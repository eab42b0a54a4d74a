use anyhow::{bail, Context, Result};
use clap::{Parser, Subcommand, ValueEnum};
use colored::Colorize;
use std::io::{self, BufRead, Write};
use tracing::{debug, info};
use tracing_subscriber::EnvFilter;

use ipcalc_cidr::{Cidr, SubnetReport};

mod batch;

use batch::{BatchProcessor, BatchResult};

const PROMPT: &str = "Input raw address in the ###.###.###.###/## format: ";

const CSV_HEADER: [&str; 14] = [
    "input",
    "address",
    "prefix_len",
    "network",
    "broadcast",
    "mask",
    "binary_mask",
    "wildcard",
    "first_usable",
    "last_usable",
    "host_count",
    "class",
    "private",
    "error",
];

/// IPv4 subnet calculator for CIDR notation
#[derive(Parser)]
#[command(name = "ipcalc")]
#[command(author, version, about, long_about = None)]
struct Cli {
    /// Output format
    #[arg(
        short,
        long,
        value_enum,
        default_value = "human",
        global = true,
        env = "IPCALC_OUTPUT"
    )]
    output: OutputFormat,

    /// Enable verbose output
    #[arg(short, long, global = true)]
    verbose: bool,

    /// Defaults to `calc` with a prompt when omitted
    #[command(subcommand)]
    command: Option<Commands>,
}

#[derive(Subcommand)]
enum Commands {
    /// Calculate subnet details for one CIDR (prompts when omitted)
    Calc(CalcArgs),
    /// Batch process CIDRs from file or stdin, one per line
    Batch(BatchArgs),
}

#[derive(Parser)]
struct CalcArgs {
    /// Address with prefix, e.g. 192.168.1.15/24
    #[arg(value_name = "CIDR")]
    cidr: Option<String>,
}

#[derive(Parser)]
struct BatchArgs {
    /// Input file (use '-' for stdin)
    #[arg(short, long, value_name = "FILE")]
    file: Option<String>,

    /// Number of worker threads (default: CPU cores)
    #[arg(short, long, env = "IPCALC_WORKERS")]
    workers: Option<usize>,
}

#[derive(Debug, Clone, ValueEnum)]
enum OutputFormat {
    /// Human-readable table output
    Human,
    /// JSON output (pretty-printed)
    Json,
    /// JSON output (compact)
    JsonCompact,
    /// CSV output
    Csv,
}

fn main() -> Result<()> {
    let cli = Cli::parse();
    init_tracing(cli.verbose);

    match cli.command {
        Some(Commands::Calc(args)) => handle_calc(args, cli.output)?,
        Some(Commands::Batch(args)) => handle_batch(args, cli.output)?,
        None => handle_calc(CalcArgs { cidr: None }, cli.output)?,
    }

    Ok(())
}

/// Log to stderr; `RUST_LOG` wins over the `--verbose` default
fn init_tracing(verbose: bool) {
    let default_level = if verbose { "debug" } else { "warn" };
    let filter =
        EnvFilter::try_from_default_env().unwrap_or_else(|_| EnvFilter::new(default_level));

    tracing_subscriber::fmt()
        .with_env_filter(filter)
        .with_writer(io::stderr)
        .with_target(false)
        .init();
}

fn handle_calc(args: CalcArgs, format: OutputFormat) -> Result<()> {
    let input = match args.cidr {
        Some(cidr) => cidr,
        None => prompt_for_input(io::stdin().lock(), io::stderr())?,
    };
    debug!(input = input.trim(), "calculating subnet");

    let cidr = Cidr::parse(&input)
        .with_context(|| format!("Cannot calculate subnet for {:?}", input.trim()))?;
    let report = SubnetReport::from_cidr(&cidr);

    print_report(input.trim(), &report, format)?;
    Ok(())
}

fn handle_batch(args: BatchArgs, format: OutputFormat) -> Result<()> {
    let reader = batch::open_input(args.file.as_deref())?;
    let inputs = batch::read_inputs(reader)?;

    let processor = BatchProcessor::new(args.workers)?;
    info!(
        inputs = inputs.len(),
        workers = processor.thread_count(),
        "batch processing"
    );

    let results = processor.process(inputs);
    print_batch(&results, format)?;

    let failed = results.iter().filter(|r| !r.is_ok()).count();
    if failed > 0 {
        bail!("{} of {} inputs failed", failed, results.len());
    }
    Ok(())
}

/// Write the prompt and read exactly one line
fn prompt_for_input<R: BufRead, W: Write>(mut reader: R, mut prompt: W) -> Result<String> {
    write!(prompt, "{}", PROMPT)?;
    prompt.flush()?;

    let mut line = String::new();
    if reader.read_line(&mut line)? == 0 {
        bail!("No input provided");
    }
    Ok(line)
}

fn print_report(input: &str, report: &SubnetReport, format: OutputFormat) -> Result<()> {
    match format {
        OutputFormat::Human => print_human(report),
        OutputFormat::Json => print_json(report, true)?,
        OutputFormat::JsonCompact => print_json(report, false)?,
        OutputFormat::Csv => {
            let mut wtr = csv::Writer::from_writer(io::stdout());
            wtr.write_record(CSV_HEADER)?;
            wtr.write_record(csv_record(input, Ok(report)))?;
            wtr.flush()?;
        }
    }
    Ok(())
}

fn print_batch(results: &[BatchResult], format: OutputFormat) -> Result<()> {
    match format {
        OutputFormat::Human => {
            for result in results {
                match (&result.report, &result.error) {
                    (Some(report), _) => print_human(report),
                    (None, error) => {
                        println!();
                        println!(
                            "{} {}: {}",
                            "✗".red(),
                            result.input.bold(),
                            error.as_deref().unwrap_or("unknown error").red()
                        );
                    }
                }
            }
        }
        OutputFormat::Json => println!("{}", serde_json::to_string_pretty(results)?),
        OutputFormat::JsonCompact => println!("{}", serde_json::to_string(results)?),
        OutputFormat::Csv => {
            let mut wtr = csv::Writer::from_writer(io::stdout());
            wtr.write_record(CSV_HEADER)?;
            for result in results {
                let outcome = match &result.report {
                    Some(report) => Ok(report),
                    None => Err(result.error.as_deref().unwrap_or("")),
                };
                wtr.write_record(csv_record(&result.input, outcome))?;
            }
            wtr.flush()?;
        }
    }
    Ok(())
}

/// Labelled fields in print order
fn human_fields(report: &SubnetReport) -> Vec<(&'static str, String)> {
    let none = || "none".to_string();

    vec![
        ("IP address", report.address.clone()),
        ("Network Address", report.network.clone()),
        ("Broadcast Address", report.broadcast.clone()),
        ("Binary Subnet Mask", report.binary_mask.clone()),
        (
            "First usable host IP",
            report.first_usable.clone().unwrap_or_else(none),
        ),
        (
            "Last usable host IP",
            report.last_usable.clone().unwrap_or_else(none),
        ),
        ("Number of usable Hosts", report.host_count.to_string()),
        ("IP class", report.class.clone()),
        ("IP type private", report.private.to_string()),
        ("Subnet Mask", report.mask.clone()),
        ("Wildcard Mask", report.wildcard.clone()),
    ]
}

fn print_human(report: &SubnetReport) {
    println!();
    println!(
        "{} {}",
        "Subnet Calculation".bold().cyan(),
        format!("{}/{}", report.address, report.prefix_len).dimmed()
    );
    println!("{}", "─".repeat(60).dimmed());

    for (label, value) in human_fields(report) {
        let value = match label {
            "IP type private" if report.private => value.yellow(),
            "Network Address" | "Broadcast Address" => value.green(),
            _ => value.normal(),
        };
        println!("{:>22}: {}", label.bold(), value);
    }
    println!();
}

fn print_json(report: &SubnetReport, pretty: bool) -> Result<()> {
    if pretty {
        println!("{}", serde_json::to_string_pretty(report)?);
    } else {
        println!("{}", serde_json::to_string(report)?);
    }
    Ok(())
}

fn csv_record(input: &str, outcome: std::result::Result<&SubnetReport, &str>) -> Vec<String> {
    let mut record = vec![input.to_string()];
    match outcome {
        Ok(report) => {
            record.extend([
                report.address.clone(),
                report.prefix_len.to_string(),
                report.network.clone(),
                report.broadcast.clone(),
                report.mask.clone(),
                report.binary_mask.clone(),
                report.wildcard.clone(),
                report.first_usable.clone().unwrap_or_default(),
                report.last_usable.clone().unwrap_or_default(),
                report.host_count.to_string(),
                report.class.clone(),
                report.private.to_string(),
                String::new(),
            ]);
        }
        Err(error) => {
            record.extend(std::iter::repeat(String::new()).take(CSV_HEADER.len() - 2));
            record.push(error.to_string());
        }
    }
    record
}
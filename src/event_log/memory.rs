use std::{collections::HashMap, sync::Arc};

use async_trait::async_trait;
use tokio::sync::RwLock;
use tracing::trace;

use super::{EventLog, ExpectedVersion, ReadSlice, SliceStatus};
use crate::{CqrsError, Record, Result};

#[derive(Debug, Default)]
struct Stream {
    records: Vec<Record>,
    deleted: bool,
}

/// An [`EventLog`] kept in process memory.
///
/// Clones share the same streams, so a test can keep a handle for inspection while the store owns
/// another.
#[derive(Clone, Debug, Default)]
pub struct InMemoryEventLog {
    streams: Arc<RwLock<HashMap<String, Stream>>>,
}

/// Pages staged by [`InMemoryEventLog`] until commit.
#[derive(Debug)]
pub struct MemoryTransaction {
    stream_id: String,
    expected: ExpectedVersion,
    staged: Vec<Record>,
}

impl MemoryTransaction {
    pub fn staged_len(&self) -> usize {
        self.staged.len()
    }
}

impl InMemoryEventLog {
    pub fn new() -> Self {
        Self::default()
    }

    /// Tombstones a stream. Reads report it deleted and writes fail from now on.
    pub async fn delete_stream(&self, stream_id: &str) {
        let mut streams = self.streams.write().await;
        streams.entry(stream_id.to_string()).or_default().deleted = true;
    }

    /// Number of records in a live stream.
    pub async fn stream_len(&self, stream_id: &str) -> Option<usize> {
        let streams = self.streams.read().await;
        streams
            .get(stream_id)
            .filter(|stream| !stream.deleted)
            .map(|stream| stream.records.len())
    }

    /// Every record of a live stream, in order.
    pub async fn read_all(&self, stream_id: &str) -> Vec<Record> {
        let streams = self.streams.read().await;
        streams
            .get(stream_id)
            .filter(|stream| !stream.deleted)
            .map(|stream| stream.records.clone())
            .unwrap_or_default()
    }

    async fn write(
        &self,
        stream_id: &str,
        expected: ExpectedVersion,
        records: Vec<Record>,
    ) -> Result<u64> {
        let mut streams = self.streams.write().await;

        let actual = match streams.get(stream_id) {
            Some(stream) if stream.deleted => {
                return Err(CqrsError::StreamDeleted(stream_id.to_string()));
            }
            Some(stream) => stream.records.len() as u64,
            None => 0,
        };

        if !expected.is_satisfied_by(actual) {
            return Err(CqrsError::ConcurrencyConflict {
                stream_id: stream_id.to_string(),
                expected,
                actual,
            });
        }

        let stream = streams.entry(stream_id.to_string()).or_default();
        stream.records.extend(records);
        trace!(stream_id, version = stream.records.len(), "records written");

        Ok(stream.records.len() as u64)
    }
}

#[async_trait]
impl EventLog for InMemoryEventLog {
    type Transaction = MemoryTransaction;

    async fn read_forward(&self, stream_id: &str, start: u64, count: usize) -> Result<ReadSlice> {
        let streams = self.streams.read().await;

        let Some(stream) = streams.get(stream_id) else {
            return Ok(ReadSlice::not_found());
        };
        if stream.deleted {
            return Ok(ReadSlice::deleted());
        }

        let len = stream.records.len();
        let from = usize::try_from(start).unwrap_or(usize::MAX).min(len);
        let to = from.saturating_add(count).min(len);

        Ok(ReadSlice {
            status: SliceStatus::Success,
            records: stream.records[from..to].to_vec(),
            next_position: to as u64,
            is_end_of_stream: to == len,
        })
    }

    async fn append(
        &self,
        stream_id: &str,
        expected: ExpectedVersion,
        records: Vec<Record>,
    ) -> Result<u64> {
        self.write(stream_id, expected, records).await
    }

    async fn start_transaction(
        &self,
        stream_id: &str,
        expected: ExpectedVersion,
    ) -> Result<MemoryTransaction> {
        Ok(MemoryTransaction {
            stream_id: stream_id.to_string(),
            expected,
            staged: Vec::new(),
        })
    }

    async fn write_page(
        &self,
        transaction: &mut MemoryTransaction,
        records: Vec<Record>,
    ) -> Result<()> {
        transaction.staged.extend(records);
        Ok(())
    }

    async fn commit(&self, transaction: MemoryTransaction) -> Result<u64> {
        let MemoryTransaction {
            stream_id,
            expected,
            staged,
        } = transaction;
        self.write(&stream_id, expected, staged).await
    }
}
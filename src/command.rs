use crate::{Aggregate, Result, Uuid};

/// The `Command` trait defines a request to change an existing aggregate.
///
/// A command is handled against the aggregate's current state: it validates and calls the
/// aggregate's operations, which record the resulting events. [`Cqrs`](crate::Cqrs) takes care of
/// loading the aggregate before and saving it after.
///
/// ## Example
///
/// ```rust,ignore
/// struct CheckIn {
///     id: Uuid,
///     count: i64,
/// }
///
/// impl Command for CheckIn {
///     type Aggregate = InventoryItem;
///
///     fn aggregate_id(&self) -> Uuid {
///         self.id
///     }
///
///     fn handle(&self, item: &mut InventoryItem) -> Result<()> {
///         item.check_in(self.count)
///     }
/// }
/// ```
pub trait Command: Send + Sync {
    /// The type of aggregate that this command handles.
    type Aggregate: Aggregate;

    /// The ID of the aggregate to load.
    fn aggregate_id(&self) -> Uuid;

    /// Handles the command against the loaded aggregate.
    fn handle(&self, aggregate: &mut Self::Aggregate) -> Result<()>;
}

/// The `CreateCommand` trait defines a request that brings a new aggregate into existence.
pub trait CreateCommand: Send + Sync {
    /// The type of aggregate that this command creates.
    type Aggregate: Aggregate;

    /// Builds the aggregate, with its creation event recorded.
    fn create(&self) -> Result<Self::Aggregate>;
}
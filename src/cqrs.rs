use tracing::debug;

use crate::{
    Aggregate, AggregateStore, Command, CreateCommand, EventLog, EventPublisher, Result, Uuid,
};

/// Runs commands against the aggregates of an [`AggregateStore`].
///
/// Every handled command is saved as its own commit, with a fresh commit ID.
pub struct Cqrs<L, P> {
    store: AggregateStore<L, P>,
}

impl<L, P> Cqrs<L, P>
where
    L: EventLog,
    P: EventPublisher,
{
    pub fn new(store: AggregateStore<L, P>) -> Self {
        Self { store }
    }

    pub fn store(&self) -> &AggregateStore<L, P> {
        &self.store
    }

    /// Creates a new aggregate and saves its first events.
    pub async fn create<C>(&self, command: &C) -> Result<C::Aggregate>
    where
        C: CreateCommand,
    {
        let mut aggregate = command.create()?;
        debug!(
            aggregate_type = <C::Aggregate as Aggregate>::AGGREGATE_TYPE,
            aggregate_id = %aggregate.id(),
            "creating aggregate"
        );

        self.store
            .save(&mut aggregate, Uuid::new_v4(), |_| {})
            .await?;
        Ok(aggregate)
    }

    /// Loads the target aggregate, handles the command and saves the outcome.
    pub async fn execute<C>(&self, command: &C) -> Result<C::Aggregate>
    where
        C: Command,
    {
        let mut aggregate = self
            .store
            .load::<C::Aggregate>(command.aggregate_id())
            .await?;

        command.handle(&mut aggregate)?;

        self.store
            .save(&mut aggregate, Uuid::new_v4(), |_| {})
            .await?;
        Ok(aggregate)
    }
}
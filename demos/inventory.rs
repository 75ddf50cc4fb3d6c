/// # mini_es_store Example: Inventory
///
/// Runs a few commands against an inventory item, keeps a read model up to date from the
/// published events, and reloads the item at an earlier version.
///
/// ## Usage
///
/// ```sh
/// RUST_LOG=mini_es_store=debug cargo run --example inventory
/// ```
///
use std::{collections::HashMap, sync::Arc};

use async_trait::async_trait;
use mini_es_store::{
    Aggregate, AggregateStore, Cqrs, EventBus, EventConsumer, InMemoryEventLog, PublishedEvent,
    StoreConfig, TypePrefixedNaming, Uuid,
    inventory::{
        CheckInItemsToInventory, CreateInventoryItem, InventoryItem, InventoryItemCreated,
        InventoryItemRenamed, ItemsCheckedInToInventory, ItemsRemovedFromInventory,
        RemoveItemsFromInventory, RenameInventoryItem,
    },
};
use tokio::sync::RwLock;
use tracing_subscriber::EnvFilter;

#[derive(Debug, Default)]
struct ItemSummary {
    name: String,
    count: i64,
}

#[derive(Default)]
struct InventoryListView {
    items: RwLock<HashMap<Uuid, ItemSummary>>,
}

#[async_trait]
impl EventConsumer for InventoryListView {
    async fn process(&self, event: &PublishedEvent) -> anyhow::Result<()> {
        let mut items = self.items.write().await;
        let summary = items.entry(event.aggregate_id).or_default();

        match event.event_type.as_str() {
            "InventoryItemCreated" => {
                summary.name = event.get_payload::<InventoryItemCreated>()?.name;
            }
            "InventoryItemRenamed" => {
                summary.name = event.get_payload::<InventoryItemRenamed>()?.new_name;
            }
            "ItemsCheckedInToInventory" => {
                summary.count += event.get_payload::<ItemsCheckedInToInventory>()?.count;
            }
            "ItemsRemovedFromInventory" => {
                summary.count -= event.get_payload::<ItemsRemovedFromInventory>()?.count;
            }
            _ => {}
        }
        Ok(())
    }
}

/// Prints every event it receives.
struct PrintEventConsumer;

#[async_trait]
impl EventConsumer for PrintEventConsumer {
    async fn process(&self, event: &PublishedEvent) -> anyhow::Result<()> {
        println!(
            "[v{}] {} on {} (commit {})",
            event.version, event.event_type, event.aggregate_id, event.commit_id
        );
        Ok(())
    }
}

#[tokio::main(flavor = "current_thread")]
async fn main() -> Result<(), Box<dyn std::error::Error>> {
    tracing_subscriber::fmt()
        .with_env_filter(EnvFilter::from_default_env())
        .init();

    let view = Arc::new(InventoryListView::default());
    let printer = Arc::new(PrintEventConsumer);

    let bus = EventBus::new();
    bus.subscribe::<InventoryItemCreated>(view.clone()).await;
    bus.subscribe::<InventoryItemRenamed>(view.clone()).await;
    bus.subscribe::<ItemsCheckedInToInventory>(view.clone()).await;
    bus.subscribe::<ItemsRemovedFromInventory>(view.clone()).await;
    for event_type in [
        "InventoryItemCreated",
        "InventoryItemRenamed",
        "ItemsCheckedInToInventory",
        "ItemsRemovedFromInventory",
    ] {
        bus.subscribe_to(event_type, printer.clone()).await;
    }

    let config: StoreConfig = serde_json::from_str(r#"{ "read_page_size": 2 }"#)?;
    let store = AggregateStore::builder(InMemoryEventLog::new(), bus)
        .naming(TypePrefixedNaming)
        .config(config)
        .build();
    let cqrs = Cqrs::new(store);

    let id = Uuid::new_v4();
    cqrs.create(&CreateInventoryItem {
        id,
        name: "Widget".to_string(),
    })
    .await?;
    cqrs.execute(&CheckInItemsToInventory { id, count: 10 })
        .await?;
    cqrs.execute(&RemoveItemsFromInventory { id, count: 4 })
        .await?;
    let item = cqrs
        .execute(&RenameInventoryItem {
            id,
            new_name: "Gadget".to_string(),
        })
        .await?;

    println!(
        "item {}: {} x{} at version {}",
        item.id(),
        item.name(),
        item.count(),
        item.version()
    );

    let earlier: InventoryItem = cqrs.store().load_version(id, 2).await?;
    println!(
        "at version 2 it was {} x{}",
        earlier.name(),
        earlier.count()
    );

    if let Err(error) = cqrs
        .execute(&CheckInItemsToInventory { id, count: -1 })
        .await
    {
        println!("rejected: {error}");
    }

    for (id, summary) in view.items.read().await.iter() {
        println!("read model: {id} => {summary:?}");
    }

    Ok(())
}
use serde::{Deserialize, Serialize};

use crate::{Uuid, domain_events};

#[derive(Clone, Debug, PartialEq, Eq, Serialize, Deserialize)]
pub struct InventoryItemCreated {
    pub id: Uuid,
    pub name: String,
}

#[derive(Clone, Debug, PartialEq, Eq, Serialize, Deserialize)]
pub struct InventoryItemRenamed {
    pub id: Uuid,
    pub new_name: String,
}

#[derive(Clone, Debug, PartialEq, Eq, Serialize, Deserialize)]
pub struct ItemsCheckedInToInventory {
    pub id: Uuid,
    pub count: i64,
}

#[derive(Clone, Debug, PartialEq, Eq, Serialize, Deserialize)]
pub struct ItemsRemovedFromInventory {
    pub id: Uuid,
    pub count: i64,
}

#[derive(Clone, Debug, PartialEq, Eq, Serialize, Deserialize)]
pub struct InventoryItemDeactivated {
    pub id: Uuid,
}

#[derive(Clone, Debug, PartialEq, Eq)]
pub enum InventoryEvent {
    Created(InventoryItemCreated),
    Renamed(InventoryItemRenamed),
    CheckedIn(ItemsCheckedInToInventory),
    Removed(ItemsRemovedFromInventory),
    Deactivated(InventoryItemDeactivated),
}

// Tags are persisted in every record: never rename them.
domain_events! {
    InventoryEvent {
        Created(InventoryItemCreated) => "InventoryItemCreated",
        Renamed(InventoryItemRenamed) => "InventoryItemRenamed",
        CheckedIn(ItemsCheckedInToInventory) => "ItemsCheckedInToInventory",
        Removed(ItemsRemovedFromInventory) => "ItemsRemovedFromInventory",
        Deactivated(InventoryItemDeactivated) => "InventoryItemDeactivated",
    }
}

EXERCISE: In the entries above, find each line that has the word "stderr". Copy it.

OUTPUT OF THE TASK:
/// Log to stderr; `RUST_LOG` wins over the `--verbose` default
        .with_writer(io::stderr)
        None => prompt_for_input(io::stdin().lock(), io::stderr())?,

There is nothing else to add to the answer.